Intestacy Flashcards
Who is entitled to the property of an individual who dies intestate?
If there is only a surviving spouse
- They get everything.
If there is a surviving spouse AND parent OR child who is also an issue of the surviving spouse
- Surviving spouse gets $30,000 PLUS 1/2 remaining property.
If there is a surviving spouse AND an unrelated issue
- Surviving spouse gets 1/2 of the property
- Remainder goes to issue
If there is no surviving spouse, then it goes in this order
- Surviving issue
- Surviving parent(s)
- Surviving issue of deceased’s parents
- Surviving grandparents
- Surviving issue of grandparents
- Aunts/uncles
- Issue of aunts/uncles
- Commonwealth by escheat
Who qualifies as a spouse?
- Legally married partner (even if separated)
- who has not abandoned/been abandoned for a year or more,
- provided that there is no pending divorce action in which the grounds for divorce have been established.
OR
- A party who believes in good faith in the validity of a marriage that is in fact invalid. (Putative spouse)
What is required to “survive” a spouse?
Clear and convincing evidence that you survived the decedent, OR ELSE the property of each individual passes as though they had survived the other.

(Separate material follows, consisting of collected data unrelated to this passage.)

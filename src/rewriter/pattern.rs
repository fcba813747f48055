/// Recognises the bracketed list literal inside an element-access node.
///
/// The host grammar has no list literal, so `[<1, 2, 3>]` reaches us as an
/// element access whose arguments are comparison nodes around missing
/// operands:
///   - `[<>]`      → one argument `(missing < missing) > missing`
///   - `[<x>]`     → one argument `(missing < x) > missing`
///   - `[<a, b, c>]` → arguments `missing < a`, `b`, `c > missing`
///
/// Anything else is left alone: ordinary indexers share the node kind.
use crate::ast::{BinOp, Expr, ExprKind};

#[derive(Debug, Clone, PartialEq)]
pub enum Candidate<'a> {
    /// One argument: `>` wrapping `<` wrapping zero or one present operand.
    SingleWrapped(Option<&'a Expr>),
    /// Two or more arguments: opening `<` node, plain middles, closing `>` node.
    RangeList {
        first: &'a Expr,
        middles: &'a [Expr],
        last: &'a Expr,
    },
    NoMatch,
}

impl<'a> Candidate<'a> {
    /// Element expressions in source order, or `None` for `NoMatch`.
    pub fn elements(&self) -> Option<Vec<&'a Expr>> {
        match *self {
            Candidate::SingleWrapped(None) => Some(Vec::new()),
            Candidate::SingleWrapped(Some(only)) => Some(vec![only]),
            Candidate::RangeList {
                first,
                middles,
                last,
            } => {
                let (_, _, head) = first.as_binary()?;
                let (_, tail, _) = last.as_binary()?;
                let mut elements = Vec::with_capacity(middles.len() + 2);
                elements.push(head);
                elements.extend(middles.iter());
                elements.push(tail);
                Some(elements)
            }
            Candidate::NoMatch => None,
        }
    }
}

fn is_binary(expr: &Expr, op: BinOp) -> bool {
    matches!(expr.as_binary(), Some((found, _, _)) if found == op)
}

pub fn classify(node: &Expr) -> Candidate<'_> {
    let ExprKind::Index(_, args) = &node.kind else {
        return Candidate::NoMatch;
    };

    match args.as_slice() {
        [] => Candidate::NoMatch,
        [only] => classify_single(only),
        [first, middles @ .., last] => {
            if is_binary(first, BinOp::Lt) && is_binary(last, BinOp::Gt) {
                Candidate::RangeList {
                    first,
                    middles,
                    last,
                }
            } else {
                Candidate::NoMatch
            }
        }
    }
}

fn classify_single(arg: &Expr) -> Candidate<'_> {
    if !is_binary(arg, BinOp::Gt) {
        return Candidate::NoMatch;
    }

    let Some(inner) = arg
        .children()
        .into_iter()
        .find(|child| is_binary(child, BinOp::Lt))
    else {
        return Candidate::NoMatch;
    };

    // Only the `<` node's operands are elements; whatever follows `>` is dropped.
    let present: Vec<&Expr> = inner
        .children()
        .into_iter()
        .filter(|child| !child.is_missing())
        .collect();

    match present.as_slice() {
        [] => Candidate::SingleWrapped(None),
        [only] => Candidate::SingleWrapped(Some(*only)),
        // `(a < b) > c` is a comparison, not a literal
        _ => Candidate::NoMatch,
    }
}

/// Element expressions of the literal encoded by `node`, if it encodes one.
pub fn match_literal(node: &Expr) -> Option<Vec<&Expr>> {
    classify(node).elements()
}

#[cfg(test)]
mod tests {
    use super::*;
    use crate::ast::Literal;

    struct Build {
        next: u32,
    }

    impl Build {
        fn new() -> Self {
            Build { next: 0 }
        }

        fn node(&mut self, kind: ExprKind) -> Expr {
            self.next += 1;
            Expr {
                id: self.next,
                line: 1,
                col: 1,
                kind,
            }
        }

        fn missing(&mut self) -> Expr {
            self.node(ExprKind::Missing)
        }

        fn int(&mut self, i: i64) -> Expr {
            self.node(ExprKind::Literal(Literal::Int(i)))
        }

        fn ident(&mut self, name: &str) -> Expr {
            self.node(ExprKind::Ident(name.to_string()))
        }

        fn bin(&mut self, op: BinOp, l: Expr, r: Expr) -> Expr {
            self.node(ExprKind::Binary(op, Box::new(l), Box::new(r)))
        }

        fn index(&mut self, receiver: Expr, args: Vec<Expr>) -> Expr {
            self.node(ExprKind::Index(Box::new(receiver), args))
        }

        /// `(l < r) > missing` as a lone bracket argument.
        fn wrapped(&mut self, l: Expr, r: Expr) -> Expr {
            let lt = self.bin(BinOp::Lt, l, r);
            let m = self.missing();
            self.bin(BinOp::Gt, lt, m)
        }
    }

    fn ints(elements: &[&Expr]) -> Vec<i64> {
        elements
            .iter()
            .map(|e| match e.kind {
                ExprKind::Literal(Literal::Int(i)) => i,
                ref other => panic!("expected int literal, got {:?}", other),
            })
            .collect()
    }

    #[test]
    fn empty_form_yields_no_elements() {
        let mut b = Build::new();
        let (l, r) = (b.missing(), b.missing());
        let arg = b.wrapped(l, r);
        let receiver = b.missing();
        let node = b.index(receiver, vec![arg]);
        assert_eq!(classify(&node), Candidate::SingleWrapped(None));
        assert_eq!(match_literal(&node), Some(vec![]));
    }

    #[test]
    fn single_form_yields_its_operand() {
        let mut b = Build::new();
        let (l, r) = (b.missing(), b.int(5));
        let arg = b.wrapped(l, r);
        let receiver = b.missing();
        let node = b.index(receiver, vec![arg]);
        let elements = match_literal(&node).expect("should match");
        assert_eq!(ints(&elements), vec![5]);
    }

    #[test]
    fn two_present_operands_do_not_match() {
        let mut b = Build::new();
        let (l, r) = (b.int(1), b.int(2));
        let arg = b.wrapped(l, r);
        let receiver = b.missing();
        let node = b.index(receiver, vec![arg]);
        assert_eq!(classify(&node), Candidate::NoMatch);
    }

    #[test]
    fn greater_than_without_inner_less_than_does_not_match() {
        let mut b = Build::new();
        let (l, r) = (b.ident("a"), b.ident("b"));
        let arg = b.bin(BinOp::Gt, l, r);
        let receiver = b.ident("xs");
        let node = b.index(receiver, vec![arg]);
        assert_eq!(match_literal(&node), None);
    }

    #[test]
    fn inner_less_than_on_the_right_is_found() {
        let mut b = Build::new();
        let (l, r) = (b.missing(), b.int(9));
        let lt = b.bin(BinOp::Lt, l, r);
        let left = b.missing();
        let arg = b.bin(BinOp::Gt, left, lt);
        let receiver = b.missing();
        let node = b.index(receiver, vec![arg]);
        assert_eq!(ints(&match_literal(&node).expect("should match")), vec![9]);
    }

    #[test]
    fn operand_after_closing_bracket_is_not_an_element() {
        let mut b = Build::new();
        let (m, five) = (b.missing(), b.int(5));
        let lt = b.bin(BinOp::Lt, m, five);
        let three = b.int(3);
        let arg = b.bin(BinOp::Gt, lt, three);
        let receiver = b.missing();
        let node = b.index(receiver, vec![arg]);
        assert_eq!(ints(&match_literal(&node).expect("should match")), vec![5]);
    }

    #[test]
    fn range_form_keeps_source_order() {
        let mut b = Build::new();
        let (m1, one) = (b.missing(), b.int(1));
        let first = b.bin(BinOp::Lt, m1, one);
        let two = b.int(2);
        let two_again = b.int(2);
        let (three, m2) = (b.int(3), b.missing());
        let last = b.bin(BinOp::Gt, three, m2);
        let receiver = b.missing();
        let node = b.index(receiver, vec![first, two, two_again, last]);
        assert_eq!(
            ints(&match_literal(&node).expect("should match")),
            vec![1, 2, 2, 3]
        );
    }

    #[test]
    fn range_form_needs_both_delimiters() {
        let mut b = Build::new();
        let (m1, one) = (b.missing(), b.int(1));
        let first = b.bin(BinOp::Lt, m1, one);
        let two = b.int(2);
        let receiver = b.missing();
        let node = b.index(receiver, vec![first, two]);
        assert_eq!(classify(&node), Candidate::NoMatch);
    }

    #[test]
    fn ordinary_indexer_and_other_nodes_do_not_match() {
        let mut b = Build::new();
        let (arr, zero) = (b.ident("arr"), b.int(0));
        let node = b.index(arr, vec![zero]);
        assert_eq!(classify(&node), Candidate::NoMatch);

        let receiver = b.missing();
        let empty = b.index(receiver, vec![]);
        assert_eq!(classify(&empty), Candidate::NoMatch);

        let not_index = b.int(4);
        assert_eq!(classify(&not_index), Candidate::NoMatch);
    }
}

What the fuck is an issue?
- All lineal descendants, including children, grandchildren, great-grandchildren, but excluding the descendants of living lineal descendants (so not your living son’s child),
- PROVIDED THAT a parent-child relationship has been established.
How do you establish a parent-child relationship?
By showing:
- that the child was born in wedlock
- that the child was conceived before the married father’s death but born after it
- that the child was adopted
- that the child’s foster parents and stepparents
- began the relationship with the child during the child’s minority and continued throughout his life AND
- would have adopted the child but for a legal barrier (this must be shown by clear and convincing evidence). UNLESS
- the stepparent had other biological or adopted kids, in which case you MUST be in a will.
- that the child’s foster parent who died intestate
- had made an agreement to adopt with the natural parents AND
- had treated the child as his own.
- that the child was born out of wedlock but
- the father and mother married after the child’s birth;
- the father pays for the support of the child or holds the child out as his own; OR
- paternity is proved by clear and convincing evidence.
What are the ramifications of adoption?
- The child is deemed the issue of the adoptive parents (both for the child’s inheritance purposes and the parents’ inheritance purposes from and through the child).
- All inheritance rights between the natural parents and the child are curtailed, except when a stepparent who is married to the natural parent of the child adopts the child
- The inheritance rights between the child and those of his kin are curtailed, unless a familial relationship is maintained between the child and the kin.
How do you split up property among issue?
- If the surviving issue are all of equal degree of kinship, then the property passes per capita.
- If they are of unequal degrees of kinship, then the per capita with representation method is used.
What is the per capita with representation method?
- Identify the first generation in which at least one member survives the decedent.
- Identify whether the deceased members of that generation have then-living issues.
- If yes, include that deceased member in this calculation.
- If no, exclude them.
- Split up the property evenly among all of the living members of that generation AND all of the non-living members of the generation that have a living issue.
What intestacy rights does a stepchild have?
None, if the stepparent has other natural or adopted children.